====== EXTRACTED DATA
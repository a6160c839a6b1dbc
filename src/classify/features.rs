// Feature extraction: ordered window statistics → trend/stability scalars
//
// Window order encodes time and is never re-sorted. Deltas use the full
// range of each metric rather than first/last endpoints, so one noisy
// window in the middle still registers.

use crate::classify::error::{ClassifyError, Result};
use crate::classify::window::WindowStats;
use serde::{Deserialize, Serialize};

/// Minimum number of windows (one inter-window step)
pub const MIN_WINDOWS: usize = 2;

/// Tolerated per-step decrease when testing the mean trend
pub const MEAN_SLACK: f64 = 0.3;

/// Tolerated per-step decrease when testing the p95 trend
pub const P95_SLACK: f64 = 0.5;

/// Substituted for a zero first-window std in `std_growth`
pub const STD_EPSILON: f64 = 1e-9;

/// Scalar features derived from one ordered run of windows
#[derive(Debug, Clone, PartialEq, Serialize, Deserialize)]
pub struct FeatureSet {
    pub means: Vec<f64>,
    pub stds: Vec<f64>,
    pub p95s: Vec<f64>,

    /// max(means) - min(means)
    pub mean_delta: f64,
    /// max(stds) - min(stds)
    pub std_delta: f64,
    /// max(p95s) - min(p95s)
    pub p95_delta: f64,

    /// Means non-decreasing within [`MEAN_SLACK`]
    pub mean_trend_up: bool,
    /// p95s non-decreasing within [`P95_SLACK`]
    pub p95_trend_up: bool,

    /// Last std over first std (first floored to [`STD_EPSILON`] when zero),
    /// capped at `f64::MAX`
    pub std_growth: f64,
}

/// "Almost monotonic" test: true iff `seq[i] <= seq[i + 1] + slack` for
/// every adjacent pair. Any single step that drops by more than `slack`
/// breaks it.
///
/// # Example
/// ```
/// use iris::classify::is_monotonic_increasing;
///
/// assert!(!is_monotonic_increasing(&[5.0, 4.0, 10.0], 0.0));
/// assert!(is_monotonic_increasing(&[5.0, 4.0, 10.0], 2.0));
/// ```
pub fn is_monotonic_increasing(seq: &[f64], slack: f64) -> bool {
    seq.windows(2).all(|pair| pair[0] <= pair[1] + slack)
}

fn range(seq: &[f64]) -> f64 {
    let max = seq.iter().copied().fold(f64::NEG_INFINITY, f64::max);
    let min = seq.iter().copied().fold(f64::INFINITY, f64::min);
    max - min
}

/// Reduce an ordered sequence of windows to a [`FeatureSet`]
///
/// Fails with [`ClassifyError::InsufficientWindows`] for fewer than
/// [`MIN_WINDOWS`] windows and [`ClassifyError::InvalidInput`] when a window
/// holds a negative or non-finite value. A zero-variance first window is
/// not an error.
pub fn extract(windows: &[WindowStats]) -> Result<FeatureSet> {
    if windows.len() < MIN_WINDOWS {
        tracing::warn!(windows = windows.len(), "rejecting run with too few windows");
        return Err(ClassifyError::InsufficientWindows {
            required: MIN_WINDOWS,
            actual: windows.len(),
        });
    }

    for (index, window) in windows.iter().enumerate() {
        window.validate().map_err(|e| match e {
            ClassifyError::InvalidInput(msg) => {
                ClassifyError::InvalidInput(format!("window {}: {}", index + 1, msg))
            }
            other => other,
        })?;
    }

    let means: Vec<f64> = windows.iter().map(|w| w.mean).collect();
    let stds: Vec<f64> = windows.iter().map(|w| w.std).collect();
    let p95s: Vec<f64> = windows.iter().map(|w| w.p95).collect();

    let first_std = if stds[0] != 0.0 { stds[0] } else { STD_EPSILON };
    // Saturates instead of overflowing to inf for tiny first stds
    let std_growth = (stds[stds.len() - 1] / first_std).min(f64::MAX);

    let features = FeatureSet {
        mean_delta: range(&means),
        std_delta: range(&stds),
        p95_delta: range(&p95s),
        mean_trend_up: is_monotonic_increasing(&means, MEAN_SLACK),
        p95_trend_up: is_monotonic_increasing(&p95s, P95_SLACK),
        std_growth,
        means,
        stds,
        p95s,
    };

    tracing::debug!(
        windows = windows.len(),
        mean_delta = features.mean_delta,
        std_delta = features.std_delta,
        p95_delta = features.p95_delta,
        mean_trend_up = features.mean_trend_up,
        p95_trend_up = features.p95_trend_up,
        std_growth = features.std_growth,
        "extracted features"
    );

    Ok(features)
}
============
### WORK INSTRUCTION
Show the lines above with "WindowStats".

### TASK OUTPUT
use crate::classify::window::WindowStats;
pub fn extract(windows: &[WindowStats]) -> Result<FeatureSet> {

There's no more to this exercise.